_Exercise aim_: Look below for lines that hold the string "EventLog" and copy each one.

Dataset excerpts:
============

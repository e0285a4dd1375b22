//! Handles for the remote objects the job service creates.

/// Revision number meaning "the latest revision of the branch".
pub const LATEST_REVISION: i64 = -1;

pub const DEFAULT_BRANCH: &str = "main";

/// A remote app project.
#[derive(Debug, Clone, PartialEq, Eq)]
pub struct Project {
    pub id: String,
    pub name: String,
}

impl Project {
    pub fn new(id: impl Into<String>, name: impl Into<String>) -> Self {
        Self {
            id: id.into(),
            name: name.into(),
        }
    }

    #[must_use]
    pub fn branch(&self, name: &str) -> Branch {
        Branch {
            project_id: self.id.clone(),
            name: name.to_string(),
        }
    }
}

/// A named line of history in a project.
#[derive(Debug, Clone, PartialEq, Eq)]
pub struct Branch {
    pub project_id: String,
    pub name: String,
}

impl Branch {
    #[must_use]
    pub fn revision(&self, number: i64) -> Revision {
        Revision {
            number,
            branch: self.clone(),
        }
    }

    #[must_use]
    pub fn latest(&self) -> Revision {
        self.revision(LATEST_REVISION)
    }
}

/// An immutable point in a branch's history.
#[derive(Debug, Clone, PartialEq, Eq)]
pub struct Revision {
    pub number: i64,
    pub branch: Branch,
}

/// A server-held working copy, together with the model connection opened on
/// it.
#[derive(Debug)]
pub struct OnlineWorkingCopy<M> {
    pub id: String,
    pub project: Project,
    pub source_revision: Revision,
    pub model: M,
}

/// Revisions below -1 do not exist; -1 means "latest".
#[must_use]
pub fn is_valid_base_revision(number: i64) -> bool {
    number >= LATEST_REVISION
}
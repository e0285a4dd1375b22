//! Integration tests for the modelhub command line surface.

#![allow(clippy::expect_used)]

use assert_cmd::Command;
use predicates::prelude::*;
use tempfile::TempDir;

fn modelhub() -> Command {
    let mut cmd = Command::new(assert_cmd::cargo::cargo_bin!("modelhub"));
    cmd.env("NO_COLOR", "1");
    cmd.env_remove("MODELHUB_API_KEY");
    cmd.env_remove("MODELHUB_PASSWORD");
    cmd
}

/// A command whose config file lives in a fresh temp dir.
fn isolated() -> (TempDir, Command) {
    let dir = TempDir::new().expect("temp dir");
    let mut cmd = modelhub();
    cmd.env("MODELHUB_CONFIG", dir.path().join("config.yaml"));
    (dir, cmd)
}

// --- Help and version tests ---

#[test]
fn test_cli_no_args_shows_help_and_exits_two() {
    modelhub().assert().code(2).stderr(predicate::str::contains(
        "Drive the asynchronous model job service",
    ));
}

#[test]
fn test_cli_help_lists_commands() {
    modelhub()
        .arg("--help")
        .assert()
        .success()
        .stdout(predicate::str::contains("create-app"))
        .stdout(predicate::str::contains("working-copy"))
        .stdout(predicate::str::contains("commit"))
        .stdout(predicate::str::contains("job-status"))
        .stdout(predicate::str::contains("config"));
}

#[test]
fn test_version_command_shows_version() {
    modelhub()
        .arg("version")
        .assert()
        .success()
        .stdout(predicate::str::contains(format!(
            "modelhub {}",
            env!("CARGO_PKG_VERSION")
        )));
}

#[test]
fn test_no_color_env_with_any_value_is_accepted() {
    for value in ["1", "true", ""] {
        modelhub()
            .env("NO_COLOR", value)
            .arg("version")
            .assert()
            .success()
            .stdout(predicate::str::contains("modelhub"));
    }
}

#[test]
fn test_version_command_json_outputs_valid_json() {
    let output = modelhub()
        .args(["version", "--json"])
        .assert()
        .success()
        .get_output()
        .stdout
        .clone();
    let value: serde_json::Value = serde_json::from_slice(&output).expect("valid JSON");
    assert_eq!(value["version"], env!("CARGO_PKG_VERSION"));
}

// --- Local validation (no network) ---

#[test]
fn test_commit_rejects_base_revision_below_minus_one() {
    let (_dir, mut cmd) = isolated();
    cmd.args([
        "commit",
        "--project",
        "P-99",
        "--working-copy",
        "WC-7",
        "--base-revision",
        "-2",
    ])
    .assert()
    .code(1)
    .stderr(predicate::str::contains("Error: Invalid base revision -2"));
}

#[test]
fn test_commit_rejection_in_json_mode_carries_code() {
    let (_dir, mut cmd) = isolated();
    let output = cmd
        .args([
            "commit",
            "--project",
            "P-99",
            "--working-copy",
            "WC-7",
            "--base-revision=-5",
            "--json",
        ])
        .assert()
        .code(1)
        .get_output()
        .stdout
        .clone();
    let value: serde_json::Value = serde_json::from_slice(&output).expect("valid JSON");
    assert_eq!(value["error"], true);
    assert_eq!(value["message"], "Invalid base revision -5");
    assert_eq!(value["code"], "validation_error");
}

#[test]
fn test_username_only_credentials_are_incomplete() {
    let (dir, mut cmd) = isolated();
    std::fs::write(
        dir.path().join("config.yaml"),
        "endpoints:\n  service_url: https://jobs.example.invalid\ncredentials:\n  username: ann\n",
    )
    .expect("write config");

    cmd.args(["create-app", "--name", "Foo"])
        .assert()
        .code(1)
        .stderr(predicate::str::contains("Error: Incomplete credentials"));
}

#[test]
fn test_missing_endpoint_is_reported() {
    let (dir, mut cmd) = isolated();
    std::fs::write(
        dir.path().join("config.yaml"),
        "credentials:\n  username: ann\n  api_key: k\n",
    )
    .expect("write config");

    cmd.args(["job-status", "J1"])
        .assert()
        .code(1)
        .stderr(predicate::str::contains(
            "No job service endpoint configured",
        ));
}

#[test]
fn test_unreachable_service_is_connection_error() {
    let (dir, mut cmd) = isolated();
    std::fs::write(
        dir.path().join("config.yaml"),
        "endpoints:\n  service_url: http://127.0.0.1:9\ncredentials:\n  username: ann\n  api_key: k\n",
    )
    .expect("write config");

    cmd.args(["job-status", "J1", "--json"])
        .assert()
        .code(1)
        .stdout(predicate::str::contains(r#""code": "connection_error""#));
}
//! Shared port doubles for unit tests.
//!
//! Every double records what it was asked to do so tests can assert on call
//! counts, request bodies and ordering.

#![allow(clippy::expect_used)]

use std::cell::{Cell, RefCell};
use std::collections::{HashMap, VecDeque};
use std::rc::Rc;

use modelhub_cli::application::ports::{
    HttpResponse, HttpTransport, ModelConnection, ModelServer, ProgressReporter, TemplateSource,
};
use modelhub_cli::application::services::platform::ClientSettings;
use modelhub_cli::domain::{ClientError, Credentials, RequestDescriptor, TemplateId};

pub const SERVICE_URL: &str = "https://jobs.example.invalid";

/// Ordered record of side effects shared between doubles.
pub type EventLog = Rc<RefCell<Vec<String>>>;

pub fn event_log() -> EventLog {
    Rc::new(RefCell::new(Vec::new()))
}

pub fn api_key_settings() -> ClientSettings {
    ClientSettings {
        service_url: SERVICE_URL.to_string(),
        credentials: Credentials::ApiKey {
            username: "ann".to_string(),
            api_key: "secret-key".to_string(),
        },
        max_poll_attempts: None,
    }
}

// ── Response bodies ───────────────────────────────────────────────────────────

fn envelope(inner: &str) -> String {
    format!(
        r#"<soap:Envelope xmlns:soap="http://schemas.xmlsoap.org/soap/envelope/"><soap:Body>{inner}</soap:Body></soap:Envelope>"#
    )
}

/// 200 response accepting a submission as job `job_id`.
pub fn accepted(job_id: &str) -> HttpResponse {
    HttpResponse::new(
        200,
        "OK",
        &envelope(&format!(
            "<SubmitJobResponse><Result>{job_id}</Result></SubmitJobResponse>"
        )),
    )
}

/// 200 status response with a job still running.
pub fn running(job_id: &str) -> HttpResponse {
    status(job_id, "Running", "")
}

/// 200 status response for a completed job.
pub fn completed(job_id: &str, result: &str) -> HttpResponse {
    status(job_id, "Completed", &format!("<Result>{result}</Result>"))
}

/// 200 status response for a failed job.
pub fn failed(job_id: &str, message: &str) -> HttpResponse {
    status(
        job_id,
        "Failed",
        &format!("<ErrorMessage>{message}</ErrorMessage>"),
    )
}

fn status(job_id: &str, state: &str, extra: &str) -> HttpResponse {
    HttpResponse::new(
        200,
        "OK",
        &envelope(&format!(
            "<RetrieveJobStatusResult><JobId>{job_id}</JobId>\
             <StartTime>2026-01-05T10:00:00Z</StartTime>\
             <State>{state}</State>{extra}</RetrieveJobStatusResult>"
        )),
    )
}

/// 500 response carrying a SOAP fault.
pub fn fault(message: &str) -> HttpResponse {
    HttpResponse::new(
        500,
        "Internal Server Error",
        &envelope(&format!(
            "<soap:Fault><faultcode>soap:Server</faultcode><faultstring>{message}</faultstring></soap:Fault>"
        )),
    )
}

// ── Transport ─────────────────────────────────────────────────────────────────

/// Replays scripted outcomes in order and records every request.
pub struct ScriptedTransport {
    script: RefCell<VecDeque<Result<HttpResponse, ClientError>>>,
    requests: RefCell<Vec<(String, RequestDescriptor)>>,
    log: EventLog,
}

impl ScriptedTransport {
    pub fn new(responses: impl IntoIterator<Item = HttpResponse>) -> Self {
        Self::with_log(responses, event_log())
    }

    pub fn with_log(responses: impl IntoIterator<Item = HttpResponse>, log: EventLog) -> Self {
        Self::scripted(responses.into_iter().map(Ok), log)
    }

    pub fn scripted(
        outcomes: impl IntoIterator<Item = Result<HttpResponse, ClientError>>,
        log: EventLog,
    ) -> Self {
        Self {
            script: RefCell::new(outcomes.into_iter().collect()),
            requests: RefCell::new(Vec::new()),
            log,
        }
    }

    pub fn calls(&self) -> usize {
        self.requests.borrow().len()
    }

    pub fn url(&self, n: usize) -> String {
        self.requests.borrow()[n].0.clone()
    }

    pub fn body(&self, n: usize) -> String {
        self.requests.borrow()[n].1.body().to_string()
    }

    pub fn remaining(&self) -> usize {
        self.script.borrow().len()
    }
}

impl HttpTransport for ScriptedTransport {
    async fn send(
        &self,
        url: &str,
        request: &RequestDescriptor,
    ) -> Result<HttpResponse, ClientError> {
        self.requests
            .borrow_mut()
            .push((url.to_string(), request.clone()));
        self.log.borrow_mut().push("send".to_string());
        self.script
            .borrow_mut()
            .pop_front()
            .expect("transport called more often than scripted")
    }
}

// ── Templates ─────────────────────────────────────────────────────────────────

/// Minimal templates held in memory; counts loads per id.
pub struct InMemoryTemplates {
    texts: HashMap<TemplateId, String>,
    loads: Cell<usize>,
}

impl InMemoryTemplates {
    pub fn standard() -> Self {
        let credentials =
            "<User>{{User}}</User><ApiKey>{{ApiKey}}</ApiKey><Password>{{Password}}</Password>";
        let texts = [
            (
                TemplateId::CreateNewApp,
                "<ProjectName>{{ProjectName}}</ProjectName><ProjectSummary>{{ProjectSummary}}</ProjectSummary>",
            ),
            (
                TemplateId::CreateOnlineWorkingCopy,
                "<ProjectId>{{ProjectId}}</ProjectId><Branch>{{Branch}}</Branch><Revision>{{Revision}}</Revision>",
            ),
            (
                TemplateId::CommitWorkingCopyChanges,
                "<ProjectId>{{ProjectId}}</ProjectId><WorkingCopyId>{{WorkingCopyId}}</WorkingCopyId><Branch>{{Branch}}</Branch><Revision>{{Revision}}</Revision>",
            ),
            (TemplateId::RetrieveJobStatus, "<JobId>{{JobId}}</JobId>"),
        ]
        .into_iter()
        .map(|(id, body)| (id, format!("<{id}>{credentials}{body}</{id}>")))
        .collect();
        Self {
            texts,
            loads: Cell::new(0),
        }
    }

    pub fn without(mut self, id: TemplateId) -> Self {
        self.texts.remove(&id);
        self
    }

    pub fn loads(&self) -> usize {
        self.loads.get()
    }
}

impl TemplateSource for InMemoryTemplates {
    fn load(&self, id: TemplateId) -> Result<String, ClientError> {
        self.loads.set(self.loads.get() + 1);
        self.texts
            .get(&id)
            .cloned()
            .ok_or_else(|| ClientError::TemplateLoad {
                template: id.file_name(),
                detail: "not found".to_string(),
            })
    }
}

// ── Reporter ──────────────────────────────────────────────────────────────────

#[derive(Default)]
pub struct RecordingReporter {
    pub messages: RefCell<Vec<String>>,
}

impl RecordingReporter {
    pub fn contains(&self, needle: &str) -> bool {
        self.messages.borrow().iter().any(|m| m.contains(needle))
    }
}

impl ProgressReporter for RecordingReporter {
    fn step(&self, message: &str) {
        self.messages.borrow_mut().push(format!("step: {message}"));
    }
    fn success(&self, message: &str) {
        self.messages.borrow_mut().push(format!("success: {message}"));
    }
    fn warn(&self, message: &str) {
        self.messages.borrow_mut().push(format!("warn: {message}"));
    }
}

// ── Model collaborator ────────────────────────────────────────────────────────

pub struct RecordingModelServer {
    log: EventLog,
    fail_close: bool,
}

impl RecordingModelServer {
    pub fn new(log: EventLog) -> Self {
        Self {
            log,
            fail_close: false,
        }
    }

    pub fn failing_close(log: EventLog) -> Self {
        Self {
            log,
            fail_close: true,
        }
    }
}

#[derive(Debug)]
pub struct RecordingModel {
    pub working_copy_id: String,
    log: EventLog,
    fail_close: bool,
}

impl ModelServer for RecordingModelServer {
    type Model = RecordingModel;

    async fn open_working_copy(&self, working_copy_id: &str) -> Result<RecordingModel, ClientError> {
        self.log.borrow_mut().push(format!("open {working_copy_id}"));
        Ok(RecordingModel {
            working_copy_id: working_copy_id.to_string(),
            log: Rc::clone(&self.log),
            fail_close: self.fail_close,
        })
    }
}

impl ModelConnection for RecordingModel {
    async fn close_connection(&self) -> Result<(), ClientError> {
        self.log
            .borrow_mut()
            .push(format!("close {}", self.working_copy_id));
        if self.fail_close {
            return Err(ClientError::ModelServer("connection already lost".to_string()));
        }
        Ok(())
    }
}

============

_Written solution_:
pub type EventLog = Rc<RefCell<Vec<String>>>;
pub fn event_log() -> EventLog {
    log: EventLog,
    pub fn with_log(responses: impl IntoIterator<Item = HttpResponse>, log: EventLog) -> Self {
        log: EventLog,
    log: EventLog,
    pub fn new(log: EventLog) -> Self {
    pub fn failing_close(log: EventLog) -> Self {
    log: EventLog,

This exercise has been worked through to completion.